*** STORED DATA Section Begins ***
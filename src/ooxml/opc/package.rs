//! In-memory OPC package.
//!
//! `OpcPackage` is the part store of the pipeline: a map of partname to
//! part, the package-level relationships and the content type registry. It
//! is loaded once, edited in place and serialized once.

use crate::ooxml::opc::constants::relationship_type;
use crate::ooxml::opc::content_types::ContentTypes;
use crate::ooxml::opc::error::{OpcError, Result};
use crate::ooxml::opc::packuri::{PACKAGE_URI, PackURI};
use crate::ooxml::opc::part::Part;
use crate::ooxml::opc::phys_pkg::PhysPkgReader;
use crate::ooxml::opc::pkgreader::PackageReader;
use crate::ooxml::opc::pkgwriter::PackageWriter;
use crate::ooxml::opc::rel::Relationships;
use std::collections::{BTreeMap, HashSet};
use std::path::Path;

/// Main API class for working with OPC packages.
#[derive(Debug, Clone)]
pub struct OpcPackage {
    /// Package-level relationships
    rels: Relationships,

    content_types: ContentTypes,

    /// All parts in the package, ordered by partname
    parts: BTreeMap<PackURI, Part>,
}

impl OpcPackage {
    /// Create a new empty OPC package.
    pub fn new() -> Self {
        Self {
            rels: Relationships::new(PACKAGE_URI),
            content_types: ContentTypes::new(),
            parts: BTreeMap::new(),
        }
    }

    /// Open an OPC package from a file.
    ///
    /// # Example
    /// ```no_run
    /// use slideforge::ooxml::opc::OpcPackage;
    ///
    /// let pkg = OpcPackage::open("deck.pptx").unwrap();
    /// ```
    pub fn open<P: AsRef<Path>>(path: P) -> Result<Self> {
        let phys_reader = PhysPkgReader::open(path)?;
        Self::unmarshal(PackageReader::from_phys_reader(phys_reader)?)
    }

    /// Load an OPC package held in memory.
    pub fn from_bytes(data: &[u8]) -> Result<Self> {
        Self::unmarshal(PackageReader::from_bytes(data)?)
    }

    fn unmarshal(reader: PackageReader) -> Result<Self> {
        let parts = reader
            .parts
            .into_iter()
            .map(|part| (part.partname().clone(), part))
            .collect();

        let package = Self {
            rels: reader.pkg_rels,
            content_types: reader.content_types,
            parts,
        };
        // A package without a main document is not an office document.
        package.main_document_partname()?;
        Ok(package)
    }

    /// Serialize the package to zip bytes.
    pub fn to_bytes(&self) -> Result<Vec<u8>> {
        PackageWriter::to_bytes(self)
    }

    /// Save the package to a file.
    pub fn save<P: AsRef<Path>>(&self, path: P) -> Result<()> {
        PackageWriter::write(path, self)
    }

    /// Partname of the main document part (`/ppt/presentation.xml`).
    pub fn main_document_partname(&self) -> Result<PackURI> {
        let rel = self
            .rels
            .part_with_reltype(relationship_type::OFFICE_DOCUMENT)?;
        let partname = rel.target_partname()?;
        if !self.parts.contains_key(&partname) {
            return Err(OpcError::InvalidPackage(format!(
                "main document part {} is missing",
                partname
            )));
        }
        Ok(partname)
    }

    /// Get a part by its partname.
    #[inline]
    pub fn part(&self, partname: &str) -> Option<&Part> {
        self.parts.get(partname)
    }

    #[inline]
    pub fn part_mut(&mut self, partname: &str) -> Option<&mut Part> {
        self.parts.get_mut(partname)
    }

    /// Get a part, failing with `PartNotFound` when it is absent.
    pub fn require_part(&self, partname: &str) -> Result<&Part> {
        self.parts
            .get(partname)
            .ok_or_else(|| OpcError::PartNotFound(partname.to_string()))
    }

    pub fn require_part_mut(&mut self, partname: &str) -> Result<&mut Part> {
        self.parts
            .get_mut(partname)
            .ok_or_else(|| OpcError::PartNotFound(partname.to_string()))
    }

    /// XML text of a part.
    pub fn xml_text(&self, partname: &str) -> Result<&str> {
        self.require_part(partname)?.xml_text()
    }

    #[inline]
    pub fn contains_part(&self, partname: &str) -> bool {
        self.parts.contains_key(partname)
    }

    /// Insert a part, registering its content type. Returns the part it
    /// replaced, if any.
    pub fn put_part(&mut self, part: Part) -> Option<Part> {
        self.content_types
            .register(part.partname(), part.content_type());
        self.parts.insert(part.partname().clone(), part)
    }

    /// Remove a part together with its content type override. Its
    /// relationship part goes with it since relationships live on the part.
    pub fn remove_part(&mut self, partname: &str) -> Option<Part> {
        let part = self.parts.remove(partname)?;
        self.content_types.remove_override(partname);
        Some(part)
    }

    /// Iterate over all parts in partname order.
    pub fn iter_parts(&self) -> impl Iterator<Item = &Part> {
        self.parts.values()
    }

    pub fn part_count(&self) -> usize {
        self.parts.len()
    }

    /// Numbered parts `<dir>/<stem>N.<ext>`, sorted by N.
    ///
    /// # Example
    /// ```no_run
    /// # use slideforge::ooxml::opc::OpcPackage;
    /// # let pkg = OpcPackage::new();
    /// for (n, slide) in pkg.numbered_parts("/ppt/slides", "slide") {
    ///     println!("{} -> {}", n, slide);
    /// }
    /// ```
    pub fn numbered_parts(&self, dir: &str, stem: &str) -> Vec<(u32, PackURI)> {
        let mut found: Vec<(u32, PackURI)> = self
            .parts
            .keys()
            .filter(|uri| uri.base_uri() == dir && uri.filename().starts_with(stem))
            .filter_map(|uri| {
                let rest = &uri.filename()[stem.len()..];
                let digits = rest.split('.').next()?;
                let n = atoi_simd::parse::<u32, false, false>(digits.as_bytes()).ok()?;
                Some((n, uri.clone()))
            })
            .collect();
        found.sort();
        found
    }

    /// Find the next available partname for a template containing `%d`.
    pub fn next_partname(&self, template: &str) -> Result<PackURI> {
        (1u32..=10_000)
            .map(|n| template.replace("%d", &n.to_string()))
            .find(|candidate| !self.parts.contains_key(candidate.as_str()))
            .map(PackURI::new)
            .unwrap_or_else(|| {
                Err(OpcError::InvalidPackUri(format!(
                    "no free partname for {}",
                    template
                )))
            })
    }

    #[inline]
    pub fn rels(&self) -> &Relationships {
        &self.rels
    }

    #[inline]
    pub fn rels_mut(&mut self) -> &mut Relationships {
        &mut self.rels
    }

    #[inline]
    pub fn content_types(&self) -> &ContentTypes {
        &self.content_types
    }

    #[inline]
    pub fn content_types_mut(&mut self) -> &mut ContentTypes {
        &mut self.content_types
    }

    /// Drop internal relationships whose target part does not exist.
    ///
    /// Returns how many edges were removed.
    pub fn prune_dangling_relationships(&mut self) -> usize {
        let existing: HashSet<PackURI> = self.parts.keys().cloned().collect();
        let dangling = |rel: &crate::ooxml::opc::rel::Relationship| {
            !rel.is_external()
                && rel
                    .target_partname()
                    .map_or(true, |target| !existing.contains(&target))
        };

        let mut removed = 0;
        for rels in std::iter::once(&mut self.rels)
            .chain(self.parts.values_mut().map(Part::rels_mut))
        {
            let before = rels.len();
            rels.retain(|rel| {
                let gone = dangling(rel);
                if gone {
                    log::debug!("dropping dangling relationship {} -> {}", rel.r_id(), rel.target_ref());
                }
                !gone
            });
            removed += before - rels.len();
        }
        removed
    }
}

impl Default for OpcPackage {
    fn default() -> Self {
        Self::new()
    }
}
*** STORED DATA Section Ends ***
REQUIRED ACTION: In the records, find every line that has the string "stem" and copy it.

RESPONSE TO THIS EXERCISE:
    /// Numbered parts `<dir>/<stem>N.<ext>`, sorted by N.
    pub fn numbered_parts(&self, dir: &str, stem: &str) -> Vec<(u32, PackURI)> {
            .filter(|uri| uri.base_uri() == dir && uri.filename().starts_with(stem))
                let rest = &uri.filename()[stem.len()..];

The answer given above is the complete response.